Pero su ira me interrumpió por completo.
“Este hospital no es una organización benéfica, Vanessa”, espetó. “No tenías derecho a tomar esa decisión. ¡No operamos a personas que no tienen nada! ¿Quién va a pagar esta factura?”
El pasillo se quedó aún más silencioso, si es que eso era posible. Solo se oía el pitido de las máquinas. Mi corazón latía con fuerza en mi pecho mientras todos se giraban para mirarme, esperando mi reacción.
“Le salvé la vida”, dije, con voz temblorosa pero firme.
“Y te has cobrado tu carrera”, respondió con frialdad. “Estás despedida”.

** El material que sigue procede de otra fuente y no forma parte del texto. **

pub use crate::color::{Color, palette};
pub use crate::command::{CommandEvent, CommandKind, ListenerId, Payload};
pub use crate::context::{DrawCx, EventCx, LayoutCx};
pub use crate::error::{Error, Result};
pub use crate::geometry::{Point, Rect, Size};
pub use crate::input::{
    ClipboardAction, FocusEvent, InputEvent, InputKind, Key, KeyEvent, Modifiers, PointerButton,
    PointerPhase,
};
pub use crate::render_api::Canvas;
pub use crate::scene::SceneCanvas;
pub use crate::surface::{Surface, SurfaceConfig};
pub use crate::tree::ViewId;
pub use crate::view::{Flex, View};
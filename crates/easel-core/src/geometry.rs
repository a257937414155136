use std::ops::{Add, Sub};

/// A point in logical pixels.
#[derive(Clone, Copy, Debug, Default, PartialEq)]
pub struct Point {
    pub x: f32,
    pub y: f32,
}

impl Point {
    pub const ZERO: Point = Point { x: 0.0, y: 0.0 };

    pub const fn new(x: f32, y: f32) -> Self {
        Self { x, y }
    }

    /// Moves the point into a space whose origin sits at `(x, y)`.
    pub fn translate(self, x: f32, y: f32) -> Self {
        Self {
            x: self.x - x,
            y: self.y - y,
        }
    }

    pub fn divide_floor(self, scale: f32) -> Self {
        Self {
            x: (self.x / scale).floor(),
            y: (self.y / scale).floor(),
        }
    }
}

impl Add for Point {
    type Output = Point;
    fn add(self, rhs: Point) -> Point {
        Point::new(self.x + rhs.x, self.y + rhs.y)
    }
}

impl Sub for Point {
    type Output = Point;
    fn sub(self, rhs: Point) -> Point {
        Point::new(self.x - rhs.x, self.y - rhs.y)
    }
}

#[derive(Clone, Copy, Debug, Default, PartialEq)]
pub struct Size {
    pub width: f32,
    pub height: f32,
}

impl Size {
    pub const ZERO: Size = Size {
        width: 0.0,
        height: 0.0,
    };

    pub const fn new(width: f32, height: f32) -> Self {
        Self { width, height }
    }

    /// Removes `pad` from every side. Never goes below zero.
    pub fn shrink(self, pad: f32) -> Self {
        Self {
            width: (self.width - pad * 2.0).max(0.0),
            height: (self.height - pad * 2.0).max(0.0),
        }
    }

    pub fn grow(self, pad: f32) -> Self {
        Self {
            width: self.width + pad * 2.0,
            height: self.height + pad * 2.0,
        }
    }

    pub fn add(self, delta: Point) -> Self {
        Self {
            width: self.width + delta.x,
            height: self.height + delta.y,
        }
    }

    pub fn subtract(self, delta: Point) -> Self {
        Self {
            width: self.width - delta.x,
            height: self.height - delta.y,
        }
    }

    pub fn to_rect(self) -> Rect {
        Rect::new(0.0, 0.0, self.width, self.height)
    }
}

#[derive(Clone, Copy, Debug, Default, PartialEq)]
pub struct Rect {
    pub x: f32,
    pub y: f32,
    pub w: f32,
    pub h: f32,
}

impl Rect {
    pub const fn new(x: f32, y: f32, w: f32, h: f32) -> Self {
        Self { x, y, w, h }
    }

    pub fn from_pos_size(pos: Point, size: Size) -> Self {
        Self {
            x: pos.x,
            y: pos.y,
            w: size.width,
            h: size.height,
        }
    }

    pub fn origin(&self) -> Point {
        Point::new(self.x, self.y)
    }

    pub fn size(&self) -> Size {
        Size::new(self.w, self.h)
    }

    pub fn right(&self) -> f32 {
        self.x + self.w
    }

    pub fn bottom(&self) -> f32 {
        self.y + self.h
    }

    /// Half-open containment: the right and bottom edges belong to the neighbour.
    pub fn contains(&self, p: Point) -> bool {
        p.x >= self.x && p.y >= self.y && p.x < self.right() && p.y < self.bottom()
    }

    pub fn intersect(&self, other: Rect) -> Option<Rect> {
        let x0 = self.x.max(other.x);
        let y0 = self.y.max(other.y);
        let x1 = self.right().min(other.right());
        let y1 = self.bottom().min(other.bottom());
        if x1 <= x0 || y1 <= y0 {
            return None;
        }
        Some(Rect::new(x0, y0, x1 - x0, y1 - y0))
    }

    pub fn offset(self, by: Point) -> Rect {
        Rect {
            x: self.x + by.x,
            y: self.y + by.y,
            ..self
        }
    }
}
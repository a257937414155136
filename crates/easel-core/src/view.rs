use std::any::Any;

use crate::{DrawCx, EventCx, InputEvent, LayoutCx, Size};

/// Whether a view starts out flexible along each axis.
#[derive(Clone, Copy, Debug, Default, PartialEq, Eq)]
pub struct Flex {
    pub h: bool,
    pub v: bool,
}

impl Flex {
    pub const NONE: Flex = Flex { h: false, v: false };
    pub const H: Flex = Flex { h: true, v: false };
    pub const V: Flex = Flex { h: false, v: true };
    pub const BOTH: Flex = Flex { h: true, v: true };
}

/// The unit of the UI tree.
///
/// A view is stored in the [`ViewTree`](crate::ViewTree) arena; identity,
/// geometry, visibility, flex flags, name, children and listeners live on the
/// arena node, so implementors only carry their own state. Containers are
/// ordinary views whose node has children; they override the container hooks
/// (`clip_children`, `can_receive_mouse`) where the defaults don't fit.
pub trait View: Any {
    /// Computes and returns this view's size for the offered `available`
    /// size, positioning children through `cx`. The returned size is stored on
    /// the node by the caller.
    fn layout(&mut self, cx: &mut LayoutCx<'_>, available: Size) -> Size;

    /// Paints the view with its top-left corner at the origin. Children are
    /// painted afterwards by the surface.
    fn draw(&self, _cx: &mut DrawCx<'_>) {}

    /// Handles one input event. Set `event.stop()` to keep it from the views
    /// further down the dispatch path.
    fn input(&mut self, _cx: &mut EventCx<'_>, _event: &mut InputEvent) {}

    /// Clip children to this view's bounds while drawing.
    fn clip_children(&self) -> bool {
        false
    }

    /// Whether the view may terminate a hit-test path when none of its
    /// children contain the pointer.
    fn can_receive_mouse(&self, _has_children: bool) -> bool {
        true
    }

    /// Flex flags the node starts with.
    fn flex(&self) -> Flex {
        Flex::NONE
    }

    /// Default node name, used until [`set_name`](crate::ViewTree::set_name) is called.
    fn kind(&self) -> &'static str {
        "view"
    }
}

pub(crate) fn downcast_ref<T: View>(view: &dyn View) -> Option<&T> {
    let any: &dyn Any = view;
    any.downcast_ref::<T>()
}

pub(crate) fn downcast_mut<T: View>(view: &mut dyn View) -> Option<&mut T> {
    let any: &mut dyn Any = view;
    any.downcast_mut::<T>()
}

Y así, sin discusión. Sin segunda oportunidad. Estaba acabada.
Ni siquiera recuerdo haber salido del hospital. Mi mente daba vueltas, una neblina de incredulidad nublaba cada pensamiento. Había pasado años abriéndome paso a través de la escuela de medicina, a través de horribles pasantías y residencias, soñando con este momento en mi carrera.
Solo para que me lo arrebataran porque me atreví a salvar a una mujer que a nadie más le importaba.
“Toma tus cosas y vete”, dijo. “Haré el papeleo necesario y lo enviaré”.
Y se acabó.
Me fui a casa, completamente incapaz de dormir. Mi cerebro daba vueltas en torno al mismo pensamiento: ¿valió la pena?
¿Había hecho lo correcto? ¿O simplemente había desperdiciado todo mi futuro en una causa sin esperanza?
“No, Vanessa”, me dije.
Me dije a mí misma en voz alta: “No hay vida que se salve si la causa es desesperada”.
Me senté en la cama y bebí un poco de té, sintiendo que mi corazón se hundía aún más.
A la mañana siguiente, sonó mi teléfono.
Era el hospital, pidiéndome que fuera.
“¿Dr. Hughes?”, me llegó la voz a través del teléfono. “Es Riley, el asistente del Dr. Harris. Solicita que vengas urgentemente”.
Mi orgullo estaba herido y quería ignorarlo todo. Pero la curiosidad me pudo.
“No lo dijo, solo que era urgente”.
¿Por qué me devolvió la llamada después de despedirme de una manera tan pública y humillante?
“Entra, Nes”, me dije a mí misma mientras me metía en la ducha. “No tienes nada que perder. Literalmente nada”.